In theory socialist and communist governments should only employ censorship to protect workers, but history has shown that in practice that isn’t always the case and, as Maxim Gorky pointed out, even when it is, it often creates more problems than it solves.
They said “especially”, not “only”. your question is still partly valid why he would be “more ok” with other types of governmental structures.
But… the foreign black-box feed shaping algorithms are controlled by oligarch capitalists, and they are doing shadow-censorship. Ever thought about why Brexit won?
If you banned the giant social media platforms, people would come to Lemmy, freeing themselves from what you say is bad.
That’s a double edged sword right there. If you don’t allow external influences, you block both good and bad types of conversations. What you’re left with is only the local conversation, which might be balanced or biased depending on where you live.
If you live under a dictatorship, you might really want some of that external influence. If you can trust that the local conversation is good and balanced, banning Twitter and Meta won’t have any serious drawbacks.
The question is not about banning foreigners from our social media, it’s about banning foreign-controlled social media. The Americans can join us here on Lemmy.
Commercial social media platforms already mark certain conversations as bad and censor them. Both Zuckerberg and Musk seem to have political goals and have changed how their platforms work to promote them.
If they were a free marketplace of ideas, I’d agree. But while Facebook is hiding news in Canada, YouTube is promoting rage-bait, and Twitter is making weird tweaks for Musk’s self confidence, they seem like they’re trying to promote a US worldview.
It’d be interesting to see what would replace them if they weren’t available.

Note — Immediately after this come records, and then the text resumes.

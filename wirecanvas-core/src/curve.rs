//! Cubic curve and bicubic patch evaluation.
//!
//! Curves and patches are written in power form: a cubic segment is
//! `T · M · G` with `T = [t³, t², t, 1]`, a bicubic patch is
//! `U · M · G · Mᵗ · Vᵗ`. [`forward_differences`] turns power-form
//! coefficients into start value plus first, second and third differences so
//! consecutive samples need three additions instead of a cubic evaluation.

use nalgebra::{Matrix4, Point2, RowVector4, Vector4};

use crate::geometry::Point3D;

/// Which cubic basis a curve or surface uses.
#[derive(Debug, Clone, Copy, PartialEq, Eq)]
pub enum Basis {
    Bezier,
    BSpline,
}

impl Basis {
    pub fn matrix(self) -> Matrix4<f64> {
        match self {
            Basis::Bezier => bezier_matrix(),
            Basis::BSpline => bspline_matrix(),
        }
    }
}

pub fn bezier_matrix() -> Matrix4<f64> {
    Matrix4::new(
        -1.0, 3.0, -3.0, 1.0, //
        3.0, -6.0, 3.0, 0.0, //
        -3.0, 3.0, 0.0, 0.0, //
        1.0, 0.0, 0.0, 0.0,
    )
}

pub fn bspline_matrix() -> Matrix4<f64> {
    Matrix4::new(
        -1.0, 3.0, -3.0, 1.0, //
        3.0, -6.0, 3.0, 0.0, //
        -3.0, 0.0, 3.0, 0.0, //
        1.0, 4.0, 1.0, 0.0,
    ) / 6.0
}

/// Maps power-form coefficients `[a, b, c, d]` of `f(t) = at³ + bt² + ct + d`
/// to `[f(0), Δf(0), Δ²f(0), Δ³f(0)]` for step `delta`.
pub fn forward_differences(delta: f64) -> Matrix4<f64> {
    let d2 = delta * delta;
    let d3 = d2 * delta;
    Matrix4::new(
        0.0, 0.0, 0.0, 1.0, //
        d3, d2, delta, 0.0, //
        6.0 * d3, 2.0 * d2, 0.0, 0.0, //
        6.0 * d3, 0.0, 0.0, 0.0,
    )
}

fn power_row(t: f64) -> RowVector4<f64> {
    RowVector4::new(t * t * t, t * t, t, 1.0)
}

/// Sample a cubic Bézier segment at `precision + 1` evenly spaced parameters.
pub fn bezier_segment(control: &[Point2<f64>; 4], precision: usize) -> Vec<Point2<f64>> {
    let precision = precision.max(1);
    let m = bezier_matrix();
    let cx = m * Vector4::new(control[0].x, control[1].x, control[2].x, control[3].x);
    let cy = m * Vector4::new(control[0].y, control[1].y, control[2].y, control[3].y);

    (0..=precision)
        .map(|i| {
            let t = power_row(i as f64 / precision as f64);
            Point2::new(t.dot(&cx.transpose()), t.dot(&cy.transpose()))
        })
        .collect()
}

/// Sample every 4-point segment of a Bézier curve and chain the polylines.
///
/// `control.len()` must be a multiple of 4; a trailing partial segment is
/// ignored.
pub fn bezier_curve(control: &[Point2<f64>], precision: usize) -> Vec<Vec<Point2<f64>>> {
    control
        .chunks_exact(4)
        .map(|c| bezier_segment(&[c[0], c[1], c[2], c[3]], precision))
        .collect()
}

/// Indices `i` where segment `i` does not end where segment `i + 1` starts.
pub fn g0_discontinuities(control: &[Point2<f64>], tolerance: f64) -> Vec<usize> {
    let segments: Vec<&[Point2<f64>]> = control.chunks_exact(4).collect();
    segments
        .windows(2)
        .enumerate()
        .filter(|(_, pair)| (pair[0][3] - pair[1][0]).norm() > tolerance)
        .map(|(i, _)| i)
        .collect()
}

/// Sample one uniform cubic B-spline span with forward differences.
pub fn bspline_segment_fd(control: &[Point2<f64>; 4], precision: usize) -> Vec<Point2<f64>> {
    let precision = precision.max(1);
    let e = forward_differences(1.0 / precision as f64);
    let m = bspline_matrix();
    let dx = e * m * Vector4::new(control[0].x, control[1].x, control[2].x, control[3].x);
    let dy = e * m * Vector4::new(control[0].y, control[1].y, control[2].y, control[3].y);

    let (mut x, mut dx1, mut dx2, dx3) = (dx[0], dx[1], dx[2], dx[3]);
    let (mut y, mut dy1, mut dy2, dy3) = (dy[0], dy[1], dy[2], dy[3]);

    let mut points = Vec::with_capacity(precision + 1);
    points.push(Point2::new(x, y));
    for _ in 0..precision {
        x += dx1;
        dx1 += dx2;
        dx2 += dx3;
        y += dy1;
        dy1 += dy2;
        dy2 += dy3;
        points.push(Point2::new(x, y));
    }
    points
}

/// Slide a 4-point window across the control points (`len - 3` spans) and
/// sample each span with forward differences.
pub fn bspline_curve(control: &[Point2<f64>], precision: usize) -> Vec<Vec<Point2<f64>>> {
    control
        .windows(4)
        .map(|w| bspline_segment_fd(&[w[0], w[1], w[2], w[3]], precision))
        .collect()
}

/// Direct evaluation of a uniform B-spline span at `t`, used to check the
/// forward-difference path.
pub fn bspline_segment_at(control: &[Point2<f64>; 4], t: f64) -> Point2<f64> {
    let m = bspline_matrix();
    let cx = m * Vector4::new(control[0].x, control[1].x, control[2].x, control[3].x);
    let cy = m * Vector4::new(control[0].y, control[1].y, control[2].y, control[3].y);
    let tr = power_row(t);
    Point2::new(tr.dot(&cx.transpose()), tr.dot(&cy.transpose()))
}

/// Power-form coefficients `M · G · Mᵗ` of a 4×4 patch, one matrix per axis.
#[derive(Debug, Clone, Copy, PartialEq)]
pub struct PatchCoefficients {
    pub x: Matrix4<f64>,
    pub y: Matrix4<f64>,
    pub z: Matrix4<f64>,
}

impl PatchCoefficients {
    pub fn new(patch: &[[Point3D; 4]; 4], basis: Basis) -> Self {
        let m = basis.matrix();
        let mt = m.transpose();
        let axis = |f: fn(&Point3D) -> f64| {
            let g = Matrix4::from_fn(|i, j| f(&patch[i][j]));
            m * g * mt
        };
        Self {
            x: axis(|p| p.x),
            y: axis(|p| p.y),
            z: axis(|p| p.z),
        }
    }

    /// `U · C · Vᵗ` per axis.
    pub fn evaluate(&self, u: f64, v: f64) -> Point3D {
        let ur = power_row(u);
        let vc = power_row(v).transpose();
        let eval = |c: &Matrix4<f64>| (ur * c * vc)[0];
        Point3D::new(eval(&self.x), eval(&self.y), eval(&self.z))
    }
}

/// Sample a patch at `(resolution + 1)²` grid points by direct evaluation.
/// Rows follow `u`, columns follow `v`.
pub fn evaluate_patch_direct(coefficients: &PatchCoefficients, resolution: usize) -> Vec<Vec<Point3D>> {
    let resolution = resolution.max(1);
    let step = 1.0 / resolution as f64;
    (0..=resolution)
        .map(|i| {
            (0..=resolution)
                .map(|j| coefficients.evaluate(i as f64 * step, j as f64 * step))
                .collect()
        })
        .collect()
}

/// Sample a patch on the same grid as [`evaluate_patch_direct`] using
/// bivariate forward differences.
pub fn evaluate_patch_fd(coefficients: &PatchCoefficients, resolution: usize) -> Vec<Vec<Point3D>> {
    let resolution = resolution.max(1);
    let e = forward_differences(1.0 / resolution as f64);
    let et = e.transpose();
    // DD[i][j] = Δu^i Δv^j P(0, 0)
    let mut dd = [e * coefficients.x * et, e * coefficients.y * et, e * coefficients.z * et];

    let mut grid = Vec::with_capacity(resolution + 1);
    for _ in 0..=resolution {
        let mut row_state: Vec<[f64; 4]> = dd
            .iter()
            .map(|d| [d[(0, 0)], d[(0, 1)], d[(0, 2)], d[(0, 3)]])
            .collect();

        let mut row = Vec::with_capacity(resolution + 1);
        row.push(Point3D::new(row_state[0][0], row_state[1][0], row_state[2][0]));
        for _ in 0..resolution {
            for s in row_state.iter_mut() {
                s[0] += s[1];
                s[1] += s[2];
                s[2] += s[3];
            }
            row.push(Point3D::new(row_state[0][0], row_state[1][0], row_state[2][0]));
        }
        grid.push(row);

        // step u: every row absorbs the next difference order
        for d in dd.iter_mut() {
            for i in 0..3 {
                let next = d.row(i + 1).into_owned();
                let mut row = d.row_mut(i);
                row += next;
            }
        }
    }
    grid
}

#[cfg(test)]
mod tests {
    use super::*;
    use approx::assert_abs_diff_eq;

    fn pt(x: f64, y: f64) -> Point2<f64> {
        Point2::new(x, y)
    }

    fn sample_patch() -> [[Point3D; 4]; 4] {
        let mut patch = [[Point3D::default(); 4]; 4];
        for (i, row) in patch.iter_mut().enumerate() {
            for (j, p) in row.iter_mut().enumerate() {
                let (x, y) = (i as f64 * 2.0 - 3.0, j as f64 * 1.5 - 2.0);
                *p = Point3D::new(x, y, (x * 0.7).sin() * 3.0 + y * y * 0.25 - (i * j) as f64);
            }
        }
        patch
    }

    #[test]
    fn bezier_segment_interpolates_endpoints() {
        let c = [pt(0.0, 0.0), pt(1.0, 3.0), pt(3.0, 3.0), pt(4.0, 0.0)];
        let samples = bezier_segment(&c, 100);
        assert_eq!(samples.len(), 101);
        assert_abs_diff_eq!(samples[0].x, 0.0, epsilon = 1e-12);
        assert_abs_diff_eq!(samples[100].x, 4.0, epsilon = 1e-12);
        assert_abs_diff_eq!(samples[100].y, 0.0, epsilon = 1e-12);
        // midpoint of a symmetric curve: (P0 + 3P1 + 3P2 + P3) / 8
        assert_abs_diff_eq!(samples[50].x, 2.0, epsilon = 1e-12);
        assert_abs_diff_eq!(samples[50].y, 2.25, epsilon = 1e-12);
    }

    #[test]
    fn bezier_curve_splits_into_segments() {
        let c = [
            pt(0.0, 0.0), pt(1.0, 1.0), pt(2.0, 1.0), pt(3.0, 0.0),
            pt(3.0, 0.0), pt(4.0, -1.0), pt(5.0, -1.0), pt(6.0, 0.0),
        ];
        assert_eq!(bezier_curve(&c, 10).len(), 2);
        assert!(g0_discontinuities(&c, 1e-9).is_empty());
    }

    #[test]
    fn detects_g0_break() {
        let c = [
            pt(0.0, 0.0), pt(1.0, 1.0), pt(2.0, 1.0), pt(3.0, 0.0),
            pt(3.5, 0.0), pt(4.0, -1.0), pt(5.0, -1.0), pt(6.0, 0.0),
        ];
        assert_eq!(g0_discontinuities(&c, 1e-9), vec![0]);
    }

    #[test]
    fn bspline_fd_matches_direct_evaluation() {
        let c = [pt(-4.0, 1.0), pt(-1.0, 6.0), pt(2.5, -3.0), pt(7.0, 2.0)];
        let precision = 50;
        let samples = bspline_segment_fd(&c, precision);
        assert_eq!(samples.len(), precision + 1);
        for (i, s) in samples.iter().enumerate() {
            let direct = bspline_segment_at(&c, i as f64 / precision as f64);
            assert_abs_diff_eq!(s.x, direct.x, epsilon = 1e-9);
            assert_abs_diff_eq!(s.y, direct.y, epsilon = 1e-9);
        }
    }

    #[test]
    fn bspline_curve_has_len_minus_three_spans() {
        let c: Vec<_> = (0..7).map(|i| pt(i as f64, (i % 2) as f64)).collect();
        let spans = bspline_curve(&c, 10);
        assert_eq!(spans.len(), 4);
        // consecutive spans join
        for pair in spans.windows(2) {
            let end = pair[0].last().unwrap();
            let start = pair[1].first().unwrap();
            assert_abs_diff_eq!(end.x, start.x, epsilon = 1e-9);
            assert_abs_diff_eq!(end.y, start.y, epsilon = 1e-9);
        }
    }

    #[test]
    fn forward_differences_of_cubic() {
        // f(t) = t³ with step 0.5: f = 0, 0.125, 1.0, 3.375
        let d = forward_differences(0.5) * Vector4::new(1.0, 0.0, 0.0, 0.0);
        assert_abs_diff_eq!(d[0], 0.0);
        assert_abs_diff_eq!(d[1], 0.125);
        assert_abs_diff_eq!(d[2], 0.75);
        assert_abs_diff_eq!(d[3], 0.75);
    }

    #[test]
    fn bezier_patch_touches_corner_control_points() {
        let patch = sample_patch();
        let c = PatchCoefficients::new(&patch, Basis::Bezier);
        let corner = c.evaluate(1.0, 1.0);
        assert_abs_diff_eq!(corner.x, patch[3][3].x, epsilon = 1e-9);
        assert_abs_diff_eq!(corner.y, patch[3][3].y, epsilon = 1e-9);
        assert_abs_diff_eq!(corner.z, patch[3][3].z, epsilon = 1e-9);
        let origin = c.evaluate(0.0, 0.0);
        assert_abs_diff_eq!(origin.z, patch[0][0].z, epsilon = 1e-9);
        let edge = c.evaluate(0.0, 1.0);
        assert_abs_diff_eq!(edge.y, patch[0][3].y, epsilon = 1e-9);
    }

    #[test]
    fn patch_fd_matches_direct_for_both_bases() {
        let patch = sample_patch();
        for basis in [Basis::Bezier, Basis::BSpline] {
            let c = PatchCoefficients::new(&patch, basis);
            for resolution in [1, 7, 20] {
                let fd = evaluate_patch_fd(&c, resolution);
                let direct = evaluate_patch_direct(&c, resolution);
                assert_eq!(fd.len(), resolution + 1);
                for (row_fd, row_direct) in fd.iter().zip(&direct) {
                    assert_eq!(row_fd.len(), resolution + 1);
                    for (a, b) in row_fd.iter().zip(row_direct) {
                        assert_abs_diff_eq!(a.x, b.x, epsilon = 1e-6);
                        assert_abs_diff_eq!(a.y, b.y, epsilon = 1e-6);
                        assert_abs_diff_eq!(a.z, b.z, epsilon = 1e-6);
                    }
                }
            }
        }
    }
}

I’ve also noticed that every LLM I’ve used has a political agenda of some sort. If you try to make it write material of controversial or questionable nature, you’ll run into some issues. You’ll also notice, that many LLMs prefer to give everything a rather wholesome twist whenever possible. Not really a bad thing IMO, but I must say that these tools are not completely neutral when it comes to sensitive matters. Personally, I don’t really have a problem with these moral preferences, but I also know some people who most certainly do.
When companies have a vast multinational audience, they need to consider these kinds of matters. It applies to social media companies too, and they already have experience with this, while various LLM companies are still learning this game. We’ve already seen how social media platforms have been used to promote the agenda of the company behind them, and I believe we’ll see the same with LLMs. Once LLMs become an inseparable part of everyday life, there will be more political pressure to push a specific narrative to the users, just like there currently is with social media platforms.